Diario di una scuola italiana in tempo di COVID

Giornata prima, che prima non è

In qualche modo l’apertura è stata aperta, l’incomincio è incominciato, ed oggi si ritorna a scuola. Ci sarebbe da dire qualcosa sull’apertura, così come sull’incomincio, ma in quella scuola e in quella classe stanno per succedere così tante cose, stamattina, che sarà meglio mettere a fuoco il presente.

Il presente sul quale vogliamo mettere a fuoco consiste in una scuola elementare, piccola, in un villaggio piccolo, con classi piccole di bambini piccoli, con insegnanti che piccoli non sono ma che tali si sentono, di fronte a quei piccoli — minuscoli — nemici invisibili che galleggiano in aria e fanno ricreazione sui mobili, i virus, che però non si vedono ma dovrebbero esserci, potrebbero esserci, ci saranno sicuramente, o forse no, ma è meglio pensare che ci siano, o forse no.

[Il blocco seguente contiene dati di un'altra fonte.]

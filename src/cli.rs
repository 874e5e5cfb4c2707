use clap::Parser;
use std::path::PathBuf;

use crate::config::{Config, LogFormat, TargetConfig};
use crate::features::TailPolicy;

/// Flag statistically anomalous activity of an address against its own history.
#[derive(Debug, Parser)]
#[command(name = "onchain-baseline", version, about)]
pub struct Cli {
    /// TOML config file with analysis settings and [[targets]]
    #[arg(short, long)]
    pub config: Option<PathBuf>,

    /// Transaction file (JSON or CSV) for a single target
    #[arg(short, long, requires_all = ["output", "address"])]
    pub input: Option<PathBuf>,

    /// Where to write the JSON report for the single target
    #[arg(short, long, requires = "input")]
    pub output: Option<PathBuf>,

    /// Address the transactions were fetched for (case-insensitive)
    #[arg(short, long, requires = "input")]
    pub address: Option<String>,

    /// Duration of each window in hours
    #[arg(long)]
    pub window_hours: Option<u32>,

    /// Hours between consecutive window starts
    #[arg(long)]
    pub step_hours: Option<u32>,

    /// Initial days of history used to build the baseline
    #[arg(long)]
    pub baseline_days: Option<u32>,

    /// Standard deviations from the mean that count as anomalous
    #[arg(long)]
    pub std_dev_multiplier: Option<f64>,

    /// Final window handling: "snap" or "uniform"
    #[arg(long)]
    pub tail_policy: Option<TailPolicy>,

    /// Emit logs as JSON lines
    #[arg(long)]
    pub log_json: bool,
}

impl Cli {
    /// Merge the optional config file with command-line overrides and check the
    /// result.
    pub fn into_config(self) -> eyre::Result<Config> {
        let mut config = match &self.config {
            Some(path) => Config::load(path)?,
            None => Config::default(),
        };

        let analysis = &mut config.analysis;
        if let Some(hours) = self.window_hours {
            analysis.window_hours = hours;
        }
        if let Some(hours) = self.step_hours {
            analysis.step_hours = hours;
        }
        if let Some(days) = self.baseline_days {
            analysis.baseline_days = days;
        }
        if let Some(k) = self.std_dev_multiplier {
            analysis.std_dev_multiplier = k;
        }
        if let Some(tail) = self.tail_policy {
            analysis.tail_policy = tail;
        }
        if self.log_json {
            config.logging.format = LogFormat::Json;
        }

        if let (Some(input), Some(output), Some(address)) = (self.input, self.output, self.address) {
            config.targets.push(TargetConfig {
                address,
                input,
                output,
            });
        }

        if config.targets.is_empty() {
            return Err(eyre::eyre!(
                "No targets configured: pass --input, --output and --address, or add [[targets]] to the config file"
            ));
        }

        config.validate()?;
        Ok(config)
    }
}
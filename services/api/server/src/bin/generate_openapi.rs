#!/usr/bin/env cargo
use meter_api::openapi::MeterV1ApiDoc;

fn main() -> anyhow::Result<()> {
    let openapi = MeterV1ApiDoc::openapi();
    let json = serde_json::to_string_pretty(&openapi)?;

    println!("{}", json);
    Ok(())
}
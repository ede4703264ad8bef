use axum::Router;
use axum::routing::{get, post};

use crate::AppState;

pub mod errors;
pub mod handler;
pub mod models;

pub fn get_routes() -> Router<AppState> {
    Router::new()
        .route("/current", get(handler::current))
        .route("/submit", post(handler::submit))
        .route("/history", get(handler::history))
        .route("/history/all", get(handler::history_all))
        .route("/month/{month}", get(handler::by_month))
        .route("/totals", get(handler::totals))
}
pub(crate) mod core;
pub(crate) mod error_recorder;
pub(crate) mod meter_error_v1;
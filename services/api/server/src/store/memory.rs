use std::collections::{BTreeMap, HashMap};
use std::sync::{Arc, RwLock};
use std::time::{Duration, Instant};

use async_trait::async_trait;
use chrono::Utc;
use uuid::Uuid;

use super::{
    AuditStore, MeterReadingStore, SessionStore, StoreError, StoreResult,
    UserStore,
};
use crate::domain::audit::AuditEntry;
use crate::domain::meter_reading::{
    self, MeterReadingRecord, NewMeterReading, ReadingDetail,
};
use crate::domain::user::{NewUserAccount, UserAccount, UserProfile};

fn poisoned<T>(_: T) -> StoreError {
    StoreError::Unavailable("in-memory store lock poisoned".to_string())
}

#[derive(Debug, Default)]
struct Tables {
    users: BTreeMap<i64, UserAccount>,
    readings: BTreeMap<i64, MeterReadingRecord>,
    audit: Vec<AuditEntry>,
    next_user_id: i64,
    next_reading_id: i64,
    next_detail_id: i64,
    next_audit_id: i64,
}

fn next(counter: &mut i64) -> i64 {
    *counter += 1;
    *counter
}

/// Users, readings and audit rows kept in process memory.
#[derive(Debug, Clone, Default)]
pub struct MemoryStore {
    inner: Arc<RwLock<Tables>>,
}

impl MemoryStore {
    pub fn new() -> Self {
        Self::default()
    }
}

#[async_trait]
impl UserStore for MemoryStore {
    async fn create(&self, user: NewUserAccount) -> StoreResult<UserAccount> {
        let mut tables = self.inner.write().map_err(poisoned)?;
        if tables.users.values().any(|u| u.name == user.name) {
            return Err(StoreError::Duplicate(format!(
                "user `{}` already exists",
                user.name
            )));
        }

        let account = UserAccount {
            id: next(&mut tables.next_user_id),
            name: user.name,
            password_hash: user.password_hash,
            role: user.role,
        };
        tables.users.insert(account.id, account.clone());
        Ok(account)
    }

    async fn find_by_id(&self, id: i64) -> StoreResult<Option<UserAccount>> {
        let tables = self.inner.read().map_err(poisoned)?;
        Ok(tables.users.get(&id).cloned())
    }

    async fn find_by_name(&self, name: &str) -> StoreResult<Option<UserAccount>> {
        let tables = self.inner.read().map_err(poisoned)?;
        Ok(tables.users.values().find(|u| u.name == name).cloned())
    }

    async fn list(&self) -> StoreResult<Vec<UserAccount>> {
        let tables = self.inner.read().map_err(poisoned)?;
        Ok(tables.users.values().cloned().collect())
    }
}

#[async_trait]
impl MeterReadingStore for MemoryStore {
    async fn create(
        &self,
        reading: NewMeterReading,
    ) -> StoreResult<MeterReadingRecord> {
        let mut tables = self.inner.write().map_err(poisoned)?;
        if !tables.users.contains_key(&reading.owner.id) {
            return Err(StoreError::Query(format!(
                "user {} does not exist",
                reading.owner.id
            )));
        }

        let id = next(&mut tables.next_reading_id);
        let details = reading
            .details
            .into_iter()
            .map(|d| ReadingDetail {
                id: next(&mut tables.next_detail_id),
                meter_reading_id: id,
                reading_type: d.reading_type,
                value: d.value,
            })
            .collect();

        let record = MeterReadingRecord {
            id,
            number_meter: reading.number_meter,
            date: reading.date,
            owner: reading.owner,
            details,
        };
        tables.readings.insert(id, record.clone());
        Ok(record)
    }

    async fn latest_for_user(
        &self,
        owner: &UserProfile,
    ) -> StoreResult<Option<MeterReadingRecord>> {
        let tables = self.inner.read().map_err(poisoned)?;
        let owned = tables.readings.values().filter(|r| r.owner.id == owner.id);
        Ok(meter_reading::current_reading(owned).cloned())
    }

    async fn list_for_user(
        &self,
        owner: &UserProfile,
    ) -> StoreResult<Vec<MeterReadingRecord>> {
        let tables = self.inner.read().map_err(poisoned)?;
        Ok(tables
            .readings
            .values()
            .filter(|r| r.owner.id == owner.id)
            .cloned()
            .collect())
    }

    async fn list_all(&self) -> StoreResult<Vec<MeterReadingRecord>> {
        let tables = self.inner.read().map_err(poisoned)?;
        Ok(tables.readings.values().cloned().collect())
    }
}

#[async_trait]
impl AuditStore for MemoryStore {
    async fn append(&self, message: String) -> StoreResult<AuditEntry> {
        let mut tables = self.inner.write().map_err(poisoned)?;
        let entry = AuditEntry {
            id: next(&mut tables.next_audit_id),
            message,
            created_at: Utc::now(),
        };
        tables.audit.push(entry.clone());
        Ok(entry)
    }

    async fn latest(&self, limit: usize) -> StoreResult<Vec<AuditEntry>> {
        let tables = self.inner.read().map_err(poisoned)?;
        Ok(tables.audit.iter().rev().take(limit).cloned().collect())
    }
}

/// Sessions with a per-entry deadline. Expired entries are dropped on
/// lookup and swept whenever a session is created.
#[derive(Debug, Clone, Default)]
pub struct MemorySessionStore {
    inner: Arc<RwLock<HashMap<Uuid, (UserProfile, Instant)>>>,
}

impl MemorySessionStore {
    pub fn new() -> Self {
        Self::default()
    }
}

#[async_trait]
impl SessionStore for MemorySessionStore {
    async fn create(&self, user: UserProfile, ttl: Duration) -> StoreResult<Uuid> {
        let session_id = Uuid::new_v4();
        let now = Instant::now();
        let mut sessions = self.inner.write().map_err(poisoned)?;
        sessions.retain(|_, (_, deadline)| *deadline > now);
        sessions.insert(session_id, (user, now + ttl));
        Ok(session_id)
    }

    async fn get(&self, session_id: Uuid) -> StoreResult<Option<UserProfile>> {
        let mut sessions = self.inner.write().map_err(poisoned)?;
        match sessions.get(&session_id) {
            Some((user, deadline)) if *deadline > Instant::now() => {
                Ok(Some(user.clone()))
            }
            Some(_) => {
                sessions.remove(&session_id);
                Ok(None)
            }
            None => Ok(None),
        }
    }

    async fn remove(&self, session_id: Uuid) -> StoreResult<()> {
        let mut sessions = self.inner.write().map_err(poisoned)?;
        sessions.remove(&session_id);
        Ok(())
    }
}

È settembre inoltrato e fa più freddo del solito. È settembre inoltrato e sembra che faccia più freddo del solito. È settembre inoltrato e si teme che faccia più freddo del solito, perché se fa freddo son cavoli, son raffreddori, sono starnuti, sono paure — paure fottute.

A volte, nei corridoi della scuola, sembra di sentirli, gli starnuti — da lontano. Finché son lontani, gli starnuti non fanno paura, son soltanto un flebile segnale di allarme, che dicono di stare alla larga, che in quel momento – forse – molte particelle virali stanno scoprendo per la prima volta l’ebbrezza del volo. Dicono, si diceva, di stare alla larga, ma non è poi così facile, pensava Eduardo mentre percorreva il corridoio e si avviava nella sua classe, forse proprio il luogo di origine di quell’allarme appena sentito. Cammina e cerca di farsi coraggio, sta per tirare un respiro profondo ma si ferma appena in tempo, e ne fa uno leggero, lieve lieve, in fin dei conti insoddisfacente, attraverso l’inutile cotone della sua mascherina.

“Buongiorno bambini”, dice entrando con un fil di voce, tanto filo che nemmeno oltrepassa la barriera di tessuto.